Eu não sabia como reagir - estava confuso. E ao entrever a rede estendida na varanda, me dirigi até ela: pensei em mergulhar no fundo de suas dobras. Um forte cheiro de maresia veio com o vento. A minha irmã não parava de chorar e o Tota acordou sem entender nada.

No dia seguinte, a desordem começou a passar. Ela foi bem clara, na semana que vem; e isto não queria dizer no próximo semestre, ou daqui a um mês: seria no primeiro sábado, o seguinte. Eu tive vontade de procurar a Bia e falar baixinho que estava com muita raiva deles! Primeiro, ela fez uma cara de espanto, aumentando várias vezes o tamanho dos seus olhos; em seguida, oscilou a cabeça para ambos os lados e tremeu a voz para dizer que "isso não pode": dei mai um passo na sua direção e nos abraçamos, os olhos fechados.

A casa foi trancada. Dentro dela não havia sobrado móvel, roupa, quadro, nenhum sinal que fosse nosso. O apartamento é escuro e frio; um lugar esquisito, não parece que foi feito para morar. Em todas as janelas existem grades reforçadas. Eu não sei para que um quarto só para mim já que eu me dava muito bem com a Bia e o Tota. Tenho certeza que eles acham a mesma coisa mas hoje terá que ser de outra maneira e a gente nem sabe porque.

Sono, eu tinha. Mas o duro era começar a dormir: se não rangia, estalava... ou chacoalhava; e até rugir, rugia. Vinha de cima, de baixo; de um lado, de outro; de longe ou de perto - os olhos podiam estar abertos ou fechados.

Não encontrei outra saída e terminei adormecendo. Aaaaii!: quase morro. Eram as duas mãozinhas do Tota afundando na minha barriga para que eu acordasse. Os olhos dele eram dois faróis no quarto escuro. O Tota queria que eu o seguisse. Mas em silêncio, pois os outros não deveriam acordar. Resolvi acompanhá-lo, prestava atenção para não dar nenhuma topada e acabar estragando tudo.

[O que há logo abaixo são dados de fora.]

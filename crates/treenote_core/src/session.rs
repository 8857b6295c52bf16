//! Session context for one running application instance.
//!
//! # Responsibility
//! - Own the store handle and the actor name stamped on change records.
//! - Persist per-database view state between runs.
//!
//! # Invariants
//! - Every tree opened through one session shares its actor name.
//! - Session state is an opaque JSON blob; unknown fields are ignored.

use crate::logging::normalize_level;
use crate::model::item::ItemId;
use crate::service::BOOKMARKS_COLLECTION;
use crate::store::DocumentStore;
use crate::tree::{TreeError, TreeModel, TreeResult};
use log::{info, warn};
use serde::{Deserialize, Serialize};
use std::collections::HashMap;
use std::error::Error;
use std::fmt::{Display, Formatter};
use std::path::Path;
use std::sync::Arc;
use uuid::Uuid;

/// Environment variable consulted for the default actor name.
pub const ACTOR_ENV_VAR: &str = "HOSTNAME";

#[derive(Debug)]
pub enum SessionError {
    Io(std::io::Error),
    Json(serde_json::Error),
    InvalidConfig(String),
    /// No database bookmark with that name.
    UnknownDatabase(String),
    Tree(TreeError),
}

impl Display for SessionError {
    fn fmt(&self, f: &mut Formatter<'_>) -> std::fmt::Result {
        match self {
            Self::Io(err) => write!(f, "session state io error: {err}"),
            Self::Json(err) => write!(f, "session state is not valid json: {err}"),
            Self::InvalidConfig(message) => write!(f, "invalid session config: {message}"),
            Self::UnknownDatabase(name) => write!(f, "database bookmark not found: {name}"),
            Self::Tree(err) => write!(f, "{err}"),
        }
    }
}

impl Error for SessionError {
    fn source(&self) -> Option<&(dyn Error + 'static)> {
        match self {
            Self::Io(err) => Some(err),
            Self::Json(err) => Some(err),
            Self::Tree(err) => Some(err),
            _ => None,
        }
    }
}

impl From<std::io::Error> for SessionError {
    fn from(value: std::io::Error) -> Self {
        Self::Io(value)
    }
}

impl From<TreeError> for SessionError {
    fn from(value: TreeError) -> Self {
        Self::Tree(value)
    }
}

impl From<serde_json::Error> for SessionError {
    fn from(value: serde_json::Error) -> Self {
        Self::Json(value)
    }
}

/// Startup configuration.
#[derive(Debug, Clone, PartialEq, Eq, Serialize, Deserialize)]
pub struct SessionConfig {
    #[serde(default = "default_actor")]
    pub actor: String,
    #[serde(default = "default_level")]
    pub log_level: String,
}

impl Default for SessionConfig {
    fn default() -> Self {
        Self {
            actor: default_actor(),
            log_level: default_level(),
        }
    }
}

impl SessionConfig {
    pub fn from_json(json: &str) -> Result<Self, SessionError> {
        let config: Self = serde_json::from_str(json)?;
        config.validate()?;
        Ok(config)
    }

    fn validate(&self) -> Result<(), SessionError> {
        if self.actor.trim().is_empty() {
            return Err(SessionError::InvalidConfig(
                "actor must not be blank".to_string(),
            ));
        }
        normalize_level(&self.log_level)
            .map_err(|err| SessionError::InvalidConfig(err.to_string()))?;
        Ok(())
    }
}

fn default_actor() -> String {
    std::env::var(ACTOR_ENV_VAR)
        .ok()
        .map(|host| host.trim().to_string())
        .filter(|host| !host.is_empty())
        .unwrap_or_else(|| format!("treenote-{}", Uuid::new_v4().simple()))
}

fn default_level() -> String {
    crate::logging::default_log_level().to_string()
}

/// Named connection to a store collection.
#[derive(Debug, Clone, PartialEq, Eq, Serialize, Deserialize)]
pub struct DatabaseBookmark {
    pub name: String,
    /// Replication endpoint; empty for local-only databases.
    #[serde(default)]
    pub url: String,
    pub collection: String,
}

/// View state written at shutdown and read at startup.
#[derive(Debug, Clone, Default, PartialEq, Eq, Serialize, Deserialize)]
pub struct SessionState {
    #[serde(default)]
    pub last_selected: Option<ItemId>,
    /// Name of the database bookmark shown last.
    #[serde(default)]
    pub last_database: Option<String>,
    /// Expanded item ids per database bookmark name.
    #[serde(default)]
    pub expanded: HashMap<String, Vec<ItemId>>,
    #[serde(default)]
    pub databases: Vec<DatabaseBookmark>,
}

impl SessionState {
    /// Reads state from `path`; a missing file yields the default state.
    pub fn load(path: &Path) -> Result<Self, SessionError> {
        match std::fs::read_to_string(path) {
            Ok(json) => Ok(serde_json::from_str(&json)?),
            Err(err) if err.kind() == std::io::ErrorKind::NotFound => Ok(Self::default()),
            Err(err) => Err(err.into()),
        }
    }

    pub fn save(&self, path: &Path) -> Result<(), SessionError> {
        let json = serde_json::to_string_pretty(self)?;
        std::fs::write(path, json)?;
        Ok(())
    }

    pub fn database(&self, name: &str) -> Option<&DatabaseBookmark> {
        self.databases.iter().find(|database| database.name == name)
    }

    /// Adds or replaces the bookmark with the same name.
    pub fn upsert_database(&mut self, bookmark: DatabaseBookmark) {
        match self
            .databases
            .iter_mut()
            .find(|database| database.name == bookmark.name)
        {
            Some(existing) => *existing = bookmark,
            None => self.databases.push(bookmark),
        }
    }

    pub fn remove_database(&mut self, name: &str) -> Result<DatabaseBookmark, SessionError> {
        let position = self
            .databases
            .iter()
            .position(|database| database.name == name)
            .ok_or_else(|| SessionError::UnknownDatabase(name.to_string()))?;
        self.expanded.remove(name);
        Ok(self.databases.remove(position))
    }
}

/// Explicit application context replacing global window state.
pub struct Session {
    store: Arc<dyn DocumentStore>,
    config: SessionConfig,
    state: SessionState,
}

impl Session {
    pub fn new(store: Arc<dyn DocumentStore>, config: SessionConfig) -> Self {
        info!(
            "event=session_start module=session status=ok actor={}",
            config.actor
        );
        Self {
            store,
            config,
            state: SessionState::default(),
        }
    }

    pub fn with_state(mut self, state: SessionState) -> Self {
        self.state = state;
        self
    }

    pub fn actor(&self) -> &str {
        &self.config.actor
    }

    pub fn config(&self) -> &SessionConfig {
        &self.config
    }

    pub fn store(&self) -> &Arc<dyn DocumentStore> {
        &self.store
    }

    pub fn state(&self) -> &SessionState {
        &self.state
    }

    pub fn state_mut(&mut self) -> &mut SessionState {
        &mut self.state
    }

    /// Opens a tree model over `collection`, creating it when missing.
    pub fn open_tree(&self, collection: &str) -> TreeResult<TreeModel> {
        TreeModel::open(Arc::clone(&self.store), collection, self.config.actor.clone())
    }

    /// Opens the tree of a named database bookmark and restores its
    /// expansion state.
    pub fn open_database(&mut self, name: &str) -> Result<TreeModel, SessionError> {
        let collection = self
            .state
            .database(name)
            .map(|database| database.collection.clone())
            .ok_or_else(|| SessionError::UnknownDatabase(name.to_string()))?;
        let mut model = self.open_tree(&collection)?;
        self.restore_expanded(name, &mut model);
        self.state.last_database = Some(name.to_string());
        Ok(model)
    }

    pub fn open_bookmarks(&self) -> TreeResult<TreeModel> {
        self.open_tree(BOOKMARKS_COLLECTION)
    }

    /// Stores the model's expanded ids under the database bookmark `name`.
    pub fn capture_expanded(&mut self, name: &str, model: &TreeModel) {
        let ids = model.expanded_ids();
        info!(
            "event=session_capture module=session status=ok database={} expanded={}",
            name,
            ids.len()
        );
        self.state.expanded.insert(name.to_string(), ids);
    }

    /// Re-applies the expanded ids saved under `name`; unknown ids are skipped.
    pub fn restore_expanded(&self, name: &str, model: &mut TreeModel) {
        match self.state.expanded.get(name) {
            Some(ids) => model.restore_expanded(ids),
            None => warn!(
                "event=session_restore module=session status=skip reason=no_state database={}",
                name
            ),
        }
    }
}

Ele me levou até o final do corredor, atravessamos a sala e penetramos na cozinha, um de seus dedos continuava esticado sobre a boca.

Quando eu ia acendendo a luz, ele saltou na minha direção e, agindo por reflexo, agarrou-se às minhas pernas. Desisti. Eu teria perdido a paciência com o meu irmão sonâmbulo, se não fossem as risadinhas. Eram risadas em miniatura. Rebentavam em diversos pontos da cozinha: nos basculantes acima das portas; nas fendas entre os rodapés e as paredes; nas cubas das torneiras.

O meu irmãozinho rolava pelo chão enquanto ria aos espasmos; eu nunca tinha visto nada parecido. Eles podiam ser encontrados em pequenos grupos - ou bandos - e nunca ultrapassavam o tamanho de um botão; estavam reunidos conforme o sexo, a idade, o tipo de nariz. A cozinha estava coalhada desses pequenos seres que abriam e fechavam os braços, enquanto faziam caretas para exibir minúsculos objetos: foices, espadas, flautas.

Nas noites seguintes, o Tota chamava-me sempre por volta da mesma hora, assim que notava a chegada deles. O corredor, a sala e, finalmente, a cozinha - apenas eu e ele.

Durante o dia eles sumiam e levavam, para onde quer que fossem, tudo que lhes pertencia. O Tota passou a chamá-los por Bliques. Eles atendiam, delicadamente; e passaram a usar entre si o apelido criado pelo meu irmão os Bliques. Depois que eles começaram a aparecer no nosso quarto, na sala, no corredor, deram para nos contar histórias curtas que se passavam no quarto de nossos pais; dentro do elevador; na banheira do vizinho.

Os Bliques estão se espalhando em grande velocidade e infiltram-se em todas as paredes disponíveis: onde ainda não exista uma legião deles vivendo.

Neste momento, por exemplo, há centenas deles te espiando - pelas pequenas gretas; pelas frestas; pelas escavações inscritas nas paredes.